** Description of the task **
Only lines holding "anyhow" are wanted; copy each of them from the records below.

══════════════════════════════

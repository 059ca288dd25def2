//! Output writers: CSV, XLSX and JSON.

use std::fs::File;
use std::io::{BufWriter, Write};
use std::path::Path;

use rust_xlsxwriter::{Format, Workbook};

use extrator_core::models::config::OutputConfig;
use extrator_core::{COLUMNS, ResultTable};

const UTF8_BOM: &[u8] = b"\xEF\xBB\xBF";

/// Output file format, chosen by file extension.
#[derive(Clone, Copy, Debug, PartialEq, Eq)]
pub enum OutputFormat {
    /// Comma-separated values (UTF-8)
    Csv,
    /// Excel workbook
    Xlsx,
    /// JSON array of records
    Json,
}

impl OutputFormat {
    /// `.xlsx`/`.xls` select a workbook, `.json` JSON, anything else CSV.
    pub fn from_path(path: &Path) -> Self {
        let extension = path
            .extension()
            .and_then(|e| e.to_str())
            .unwrap_or("")
            .to_lowercase();

        match extension.as_str() {
            "xlsx" | "xls" => Self::Xlsx,
            "json" => Self::Json,
            _ => Self::Csv,
        }
    }
}

/// Write the table to `path` in the format its extension selects.
pub fn write_table(table: &ResultTable, path: &Path, config: &OutputConfig) -> anyhow::Result<()> {
    match OutputFormat::from_path(path) {
        OutputFormat::Csv => write_csv(table, path, config.csv_bom),
        OutputFormat::Xlsx => write_xlsx(table, path, &config.sheet_name),
        OutputFormat::Json => write_json(table, path),
    }
}

fn write_csv(table: &ResultTable, path: &Path, bom: bool) -> anyhow::Result<()> {
    let mut file = BufWriter::new(File::create(path)?);
    if bom {
        file.write_all(UTF8_BOM)?;
    }

    let mut wtr = csv::WriterBuilder::new().has_headers(false).from_writer(file);

    // Header row is written explicitly so an empty table still has columns
    wtr.write_record(COLUMNS)?;
    for row in table {
        wtr.serialize(row)?;
    }

    wtr.flush()?;
    Ok(())
}

fn write_xlsx(table: &ResultTable, path: &Path, sheet_name: &str) -> anyhow::Result<()> {
    let mut workbook = Workbook::new();
    let header = Format::new().set_bold();

    let worksheet = workbook.add_worksheet();
    worksheet.set_name(sheet_name)?;

    for (col, name) in COLUMNS.iter().enumerate() {
        worksheet.write_string_with_format(0, col as u16, *name, &header)?;
    }

    for (idx, record) in table.iter().enumerate() {
        let row = idx as u32 + 1;
        for (col, cell) in record.cells().iter().enumerate() {
            if let Some(value) = cell {
                worksheet.write_string(row, col as u16, *value)?;
            }
        }
    }

    workbook.save(path)?;
    Ok(())
}

fn write_json(table: &ResultTable, path: &Path) -> anyhow::Result<()> {
    let file = BufWriter::new(File::create(path)?);
    serde_json::to_writer_pretty(file, table.rows())?;
    Ok(())
}
//! PDF text extraction module.

mod extractor;

pub use extractor::PdfTextSource;

use std::path::Path;

use crate::error::Result;

/// Source of a document's full text.
pub trait TextSource {
    /// Return the text of every page, in order, joined by newlines.
    ///
    /// Pages without extractable text contribute an empty string. Failing to
    /// open or decode the document is an error.
    fn extract_text(&self, path: &Path) -> Result<String>;
}
//! PDF text extraction using lopdf, with pdf-extract as a fallback decoder.

use std::panic;
use std::path::Path;

use lopdf::Document;
use tracing::{debug, trace};

use super::TextSource;
use crate::error::{PdfError, Result};
use crate::models::config::PdfConfig;

/// Text source for searchable PDFs. Scanned pages yield no text (no OCR).
pub struct PdfTextSource {
    config: PdfConfig,
}

/// A parsed document plus the bytes it was parsed from (decrypted if needed).
struct LoadedPdf {
    document: Document,
    raw_data: Vec<u8>,
}

impl PdfTextSource {
    /// Create a text source with default settings.
    pub fn new() -> Self {
        Self::with_config(PdfConfig::default())
    }

    /// Create a text source from PDF settings.
    pub fn with_config(config: PdfConfig) -> Self {
        Self { config }
    }

    /// Extract the text of a PDF held in memory.
    pub fn extract_text_from_mem(&self, data: &[u8]) -> Result<String> {
        let loaded = self.load(data)?;

        let pages = page_texts(&loaded.document);
        let text = pages.join(&self.config.page_separator);

        if text.trim().is_empty() && self.config.fallback_extractor && !pages.is_empty() {
            debug!("No text from {} page(s), trying fallback decoder", pages.len());
            if let Some(fallback) = fallback_text(&loaded.raw_data) {
                return Ok(fallback);
            }
        }

        Ok(text)
    }

    fn load(&self, data: &[u8]) -> Result<LoadedPdf> {
        let mut document =
            Document::load_mem(data).map_err(|e| PdfError::Parse(e.to_string()))?;

        // Handle PDFs with empty password encryption
        let raw_data = if document.is_encrypted() {
            if document.decrypt("").is_err() {
                return Err(PdfError::Encrypted.into());
            }
            debug!("Decrypted PDF with empty password");

            let mut decrypted = Vec::new();
            document
                .save_to(&mut decrypted)
                .map_err(|e| PdfError::Parse(format!("failed to save decrypted PDF: {}", e)))?;
            decrypted
        } else {
            data.to_vec()
        };

        debug!("Loaded PDF with {} pages", document.get_pages().len());
        Ok(LoadedPdf { document, raw_data })
    }
}

impl Default for PdfTextSource {
    fn default() -> Self {
        Self::new()
    }
}

impl TextSource for PdfTextSource {
    fn extract_text(&self, path: &Path) -> Result<String> {
        let data = std::fs::read(path)?;
        self.extract_text_from_mem(&data)
    }
}

/// Text of every page in page order; undecodable pages become empty strings.
fn page_texts(document: &Document) -> Vec<String> {
    document
        .get_pages()
        .keys()
        .map(|&page| match document.extract_text(&[page]) {
            Ok(text) => text.trim_end_matches(['\r', '\n']).to_string(),
            Err(e) => {
                trace!("No text on page {}: {}", page, e);
                String::new()
            }
        })
        .collect()
}

/// Whole-document decode with pdf-extract, which panics on some malformed input.
fn fallback_text(data: &[u8]) -> Option<String> {
    match panic::catch_unwind(|| pdf_extract::extract_text_from_mem(data)) {
        Ok(Ok(text)) if !text.trim().is_empty() => Some(text),
        Ok(Ok(_)) => None,
        Ok(Err(e)) => {
            debug!("Fallback decoder failed: {}", e);
            None
        }
        Err(_) => {
            debug!("Fallback decoder panicked");
            None
        }
    }
}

══════════════════════════════

** Exercise response **
pub fn write_table(table: &ResultTable, path: &Path, config: &OutputConfig) -> anyhow::Result<()> {
fn write_csv(table: &ResultTable, path: &Path, bom: bool) -> anyhow::Result<()> {
fn write_xlsx(table: &ResultTable, path: &Path, sheet_name: &str) -> anyhow::Result<()> {
fn write_json(table: &ResultTable, path: &Path) -> anyhow::Result<()> {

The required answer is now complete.